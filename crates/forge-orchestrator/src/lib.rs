pub mod collaborators;
pub mod generator;
pub mod options;
pub mod progress;
pub mod prompt;
pub mod sprint;

pub use collaborators::{DiagramRenderer, ModelUnloader};
pub use generator::GenerationOrchestrator;
pub use options::GenerationOptions;
pub use progress::{emit_progress, ProgressCallback, ProgressEvent};
pub use sprint::{
    PackageArtifactResult, PackageEvent, PackageEventCallback, PackageResult, PackageSelection,
    SprintPackageGenerator, SprintPreset,
};
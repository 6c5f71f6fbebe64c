use async_trait::async_trait;
use forge_core::ArtifactType;

/// Retrieval-augmented-generation source. Implementations back onto whatever
/// vector store or codebase index is available; a query failure is reported
/// as `None` rather than an error, since context assembly must degrade
/// gracefully rather than fail the whole generation call.
#[async_trait]
pub trait RagSource: Send + Sync {
    async fn query(&self, artifact_type: &ArtifactType, notes: &str) -> Option<serde_json::Value>;
}

/// Knowledge-graph collaborator (entities/relations relevant to `notes`).
#[async_trait]
pub trait KnowledgeGraphSource: Send + Sync {
    async fn query(&self, artifact_type: &ArtifactType, notes: &str) -> Option<serde_json::Value>;
}

/// Pattern-library collaborator (prior accepted artifacts of this type).
#[async_trait]
pub trait PatternSource: Send + Sync {
    async fn query(&self, artifact_type: &ArtifactType, notes: &str) -> Option<serde_json::Value>;
}
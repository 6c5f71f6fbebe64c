use crate::anthropic_provider::{AnthropicConfig, AnthropicProvider};
use crate::gemini_provider::{GeminiConfig, GeminiProvider};
use crate::groq_provider::{GroqConfig, GroqProvider};
use crate::huggingface_provider::{HuggingFaceConfig, HuggingFaceProvider};
use crate::llm_provider::{LLMProvider, LLMResult, ProviderError};
use crate::ollama_provider::{OllamaConfig, OllamaProvider};
use forge_core::config_manager::AppConfig;
use forge_core::model::{ModelId, Provider};
use secrecy::ExposeSecret;
use std::sync::Arc;
use std::time::Duration;

/// Builds a concrete [`LLMProvider`] for a [`ModelId`], reading credentials
/// and call-tuning knobs from [`AppConfig`].
pub struct LLMProviderFactory;

impl LLMProviderFactory {
    pub fn build(model_id: &ModelId, config: &AppConfig) -> LLMResult<Arc<dyn LLMProvider>> {
        match model_id.provider {
            Provider::Ollama => Ok(Arc::new(OllamaProvider::new(OllamaConfig {
                model_name: model_id.name.clone(),
                base_url: config.ollama_url.0.clone(),
                context_window: config.generation.local_context_window,
                max_tokens: config.generation.cloud_max_tokens,
                temperature: config.generation.temperature,
                timeout: Duration::from_secs(config.generation.local_call_timeout_s),
            }))),
            Provider::HuggingFace => Ok(Arc::new(HuggingFaceProvider::new(HuggingFaceConfig {
                model_id: model_id.name.clone(),
                base_url: "http://localhost:8080".to_string(),
                context_window: config.generation.local_context_window,
                max_tokens: config.generation.cloud_max_tokens,
                temperature: config.generation.temperature,
                timeout: Duration::from_secs(config.generation.local_call_timeout_s),
            }))),
            Provider::Anthropic => {
                let api_key = config
                    .credentials
                    .anthropic_api_key
                    .as_ref()
                    .ok_or_else(|| ProviderError::fatal("no ANTHROPIC_API_KEY configured"))?
                    .expose_secret()
                    .to_string();
                Ok(Arc::new(AnthropicProvider::new(AnthropicConfig {
                    api_key,
                    model: model_id.name.clone(),
                    context_window: 200_000,
                    timeout_secs: config.generation.cloud_call_timeout_s,
                    max_retries: config.generation.max_retries_per_model,
                })?))
            }
            Provider::OpenAi => {
                let api_key = config
                    .credentials
                    .openai_api_key
                    .as_ref()
                    .ok_or_else(|| ProviderError::fatal("no OPENAI_API_KEY configured"))?
                    .expose_secret()
                    .to_string();
                Ok(Arc::new(crate::openai_llm_provider::OpenAIProvider::new(
                    crate::openai_llm_provider::OpenAIConfig {
                        api_key,
                        base_url: "https://api.openai.com/v1".to_string(),
                        model: model_id.name.clone(),
                        context_window: 128_000,
                        timeout_secs: config.generation.cloud_call_timeout_s,
                        max_retries: config.generation.max_retries_per_model,
                        organization: std::env::var("OPENAI_ORG_ID").ok(),
                    },
                )?))
            }
            Provider::Gemini => {
                let api_key = config
                    .credentials
                    .gemini_api_key
                    .as_ref()
                    .ok_or_else(|| ProviderError::fatal("no GEMINI_API_KEY configured"))?
                    .expose_secret()
                    .to_string();
                Ok(Arc::new(GeminiProvider::new(GeminiConfig {
                    api_key,
                    base_url: "https://generativelanguage.googleapis.com/v1beta".to_string(),
                    model: model_id.name.clone(),
                    context_window: 1_000_000,
                    timeout_secs: config.generation.cloud_call_timeout_s,
                    max_retries: config.generation.max_retries_per_model,
                })?))
            }
            Provider::Groq => {
                let api_key = config
                    .credentials
                    .groq_api_key
                    .as_ref()
                    .ok_or_else(|| ProviderError::fatal("no GROQ_API_KEY configured"))?
                    .expose_secret()
                    .to_string();
                Ok(Arc::new(GroqProvider::new(GroqConfig {
                    api_key,
                    base_url: "https://api.groq.com/openai/v1".to_string(),
                    model: model_id.name.clone(),
                    context_window: 128_000,
                    timeout_secs: config.generation.cloud_call_timeout_s,
                    max_retries: config.generation.max_retries_per_model,
                })?))
            }
        }
    }

    pub async fn check_availability(provider: &Arc<dyn LLMProvider>) -> bool {
        provider.is_available().await
    }
}

#[cfg(test)]
mod tests {
    use super::*;

    #[test]
    fn missing_cloud_key_is_fatal_not_retriable() {
        let config = AppConfig::default();
        let model_id = ModelId::new(Provider::Anthropic, "claude-3-5-sonnet-20241022");
        let result = LLMProviderFactory::build(&model_id, &config);
        assert!(result.is_err());
        assert!(!result.err().unwrap().retriable);
    }

    #[test]
    fn local_providers_never_require_a_key() {
        let config = AppConfig::default();
        let model_id = ModelId::new(Provider::Ollama, "llama3");
        assert!(LLMProviderFactory::build(&model_id, &config).is_ok());
    }
}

* _Assigned task_
Your answer should be the material, retyped exactly as written.

* _Task response_
filename crates/forge-orchestrator/src/lib.rs
pub mod collaborators;
pub mod generator;
pub mod options;
pub mod progress;
pub mod prompt;
pub mod sprint;

pub use collaborators::{DiagramRenderer, ModelUnloader};
pub use generator::GenerationOrchestrator;
pub use options::GenerationOptions;
pub use progress::{emit_progress, ProgressCallback, ProgressEvent};
pub use sprint::{
    PackageArtifactResult, PackageEvent, PackageEventCallback, PackageResult, PackageSelection,
    SprintPackageGenerator, SprintPreset,
};
repository 6c5f71f6fbebe64c
use async_trait::async_trait;
use forge_core::ArtifactType;

/// Retrieval-augmented-generation source. Implementations back onto whatever
/// vector store or codebase index is available; a query failure is reported
/// as `None` rather than an error, since context assembly must degrade
/// gracefully rather than fail the whole generation call.
#[async_trait]
pub trait RagSource: Send + Sync {
    async fn query(&self, artifact_type: &ArtifactType, notes: &str) -> Option<serde_json::Value>;
}

/// Knowledge-graph collaborator (entities/relations relevant to `notes`).
#[async_trait]
pub trait KnowledgeGraphSource: Send + Sync {
    async fn query(&self, artifact_type: &ArtifactType, notes: &str) -> Option<serde_json::Value>;
}

/// Pattern-library collaborator (prior accepted artifacts of this type).
#[async_trait]
pub trait PatternSource: Send + Sync {
    async fn query(&self, artifact_type: &ArtifactType, notes: &str) -> Option<serde_json::Value>;
}
repository 6c5f71f6fbebe64c
use crate::anthropic_provider::{AnthropicConfig, AnthropicProvider};
use crate::gemini_provider::{GeminiConfig, GeminiProvider};
use crate::groq_provider::{GroqConfig, GroqProvider};
use crate::huggingface_provider::{HuggingFaceConfig, HuggingFaceProvider};
use crate::llm_provider::{LLMProvider, LLMResult, ProviderError};
use crate::ollama_provider::{OllamaConfig, OllamaProvider};
use forge_core::config_manager::AppConfig;
use forge_core::model::{ModelId, Provider};
use secrecy::ExposeSecret;
use std::sync::Arc;
use std::time::Duration;

/// Builds a concrete [`LLMProvider`] for a [`ModelId`], reading credentials
/// and call-tuning knobs from [`AppConfig`].
pub struct LLMProviderFactory;

impl LLMProviderFactory {
    pub fn build(model_id: &ModelId, config: &AppConfig) -> LLMResult<Arc<dyn LLMProvider>> {
        match model_id.provider {
            Provider::Ollama => Ok(Arc::new(OllamaProvider::new(OllamaConfig {
                model_name: model_id.name.clone(),
                base_url: config.ollama_url.0.clone(),
                context_window: config.generation.local_context_window,
                max_tokens: config.generation.cloud_max_tokens,
                temperature: config.generation.temperature,
                timeout: Duration::from_secs(config.generation.local_call_timeout_s),
            }))),
            Provider::HuggingFace => Ok(Arc::new(HuggingFaceProvider::new(HuggingFaceConfig {
                model_id: model_id.name.clone(),
                base_url: "http://localhost:8080".to_string(),
                context_window: config.generation.local_context_window,
                max_tokens: config.generation.cloud_max_tokens,
                temperature: config.generation.temperature,
                timeout: Duration::from_secs(config.generation.local_call_timeout_s),
            }))),
            Provider::Anthropic => {
                let api_key = config
                    .credentials
                    .anthropic_api_key
                    .as_ref()
                    .ok_or_else(|| ProviderError::fatal("no ANTHROPIC_API_KEY configured"))?
                    .expose_secret()
                    .to_string();
                Ok(Arc::new(AnthropicProvider::new(AnthropicConfig {
                    api_key,
                    model: model_id.name.clone(),
                    context_window: 200_000,
                    timeout_secs: config.generation.cloud_call_timeout_s,
                    max_retries: config.generation.max_retries_per_model,
                })?))
            }
            Provider::OpenAi => {
                let api_key = config
                    .credentials
                    .openai_api_key
                    .as_ref()
                    .ok_or_else(|| ProviderError::fatal("no OPENAI_API_KEY configured"))?
                    .expose_secret()
                    .to_string();
                Ok(Arc::new(crate::openai_llm_provider::OpenAIProvider::new(
                    crate::openai_llm_provider::OpenAIConfig {
                        api_key,
                        base_url: "https://api.openai.com/v1".to_string(),
                        model: model_id.name.clone(),
                        context_window: 128_000,
                        timeout_secs: config.generation.cloud_call_timeout_s,
                        max_retries: config.generation.max_retries_per_model,
                        organization: std::env::var("OPENAI_ORG_ID").ok(),
                    },
                )?))
            }
            Provider::Gemini => {
                let api_key = config
                    .credentials
                    .gemini_api_key
                    .as_ref()
                    .ok_or_else(|| ProviderError::fatal("no GEMINI_API_KEY configured"))?
                    .expose_secret()
                    .to_string();
                Ok(Arc::new(GeminiProvider::new(GeminiConfig {
                    api_key,
                    base_url: "https://generativelanguage.googleapis.com/v1beta".to_string(),
                    model: model_id.name.clone(),
                    context_window: 1_000_000,
                    timeout_secs: config.generation.cloud_call_timeout_s,
                    max_retries: config.generation.max_retries_per_model,
                })?))
            }
            Provider::Groq => {
                let api_key = config
                    .credentials
                    .groq_api_key
                    .as_ref()
                    .ok_or_else(|| ProviderError::fatal("no GROQ_API_KEY configured"))?
                    .expose_secret()
                    .to_string();
                Ok(Arc::new(GroqProvider::new(GroqConfig {
                    api_key,
                    base_url: "https://api.groq.com/openai/v1".to_string(),
                    model: model_id.name.clone(),
                    context_window: 128_000,
                    timeout_secs: config.generation.cloud_call_timeout_s,
                    max_retries: config.generation.max_retries_per_model,
                })?))
            }
        }
    }

    pub async fn check_availability(provider: &Arc<dyn LLMProvider>) -> bool {
        provider.is_available().await
    }
}

#[cfg(test)]
mod tests {
    use super::*;

    #[test]
    fn missing_cloud_key_is_fatal_not_retriable() {
        let config = AppConfig::default();
        let model_id = ModelId::new(Provider::Anthropic, "claude-3-5-sonnet-20241022");
        let result = LLMProviderFactory::build(&model_id, &config);
        assert!(result.is_err());
        assert!(!result.err().unwrap().retriable);
    }

    #[test]
    fn local_providers_never_require_a_key() {
        let config = AppConfig::default();
        let model_id = ModelId::new(Provider::Ollama, "llama3");
        assert!(LLMProviderFactory::build(&model_id, &config).is_ok());
    }
}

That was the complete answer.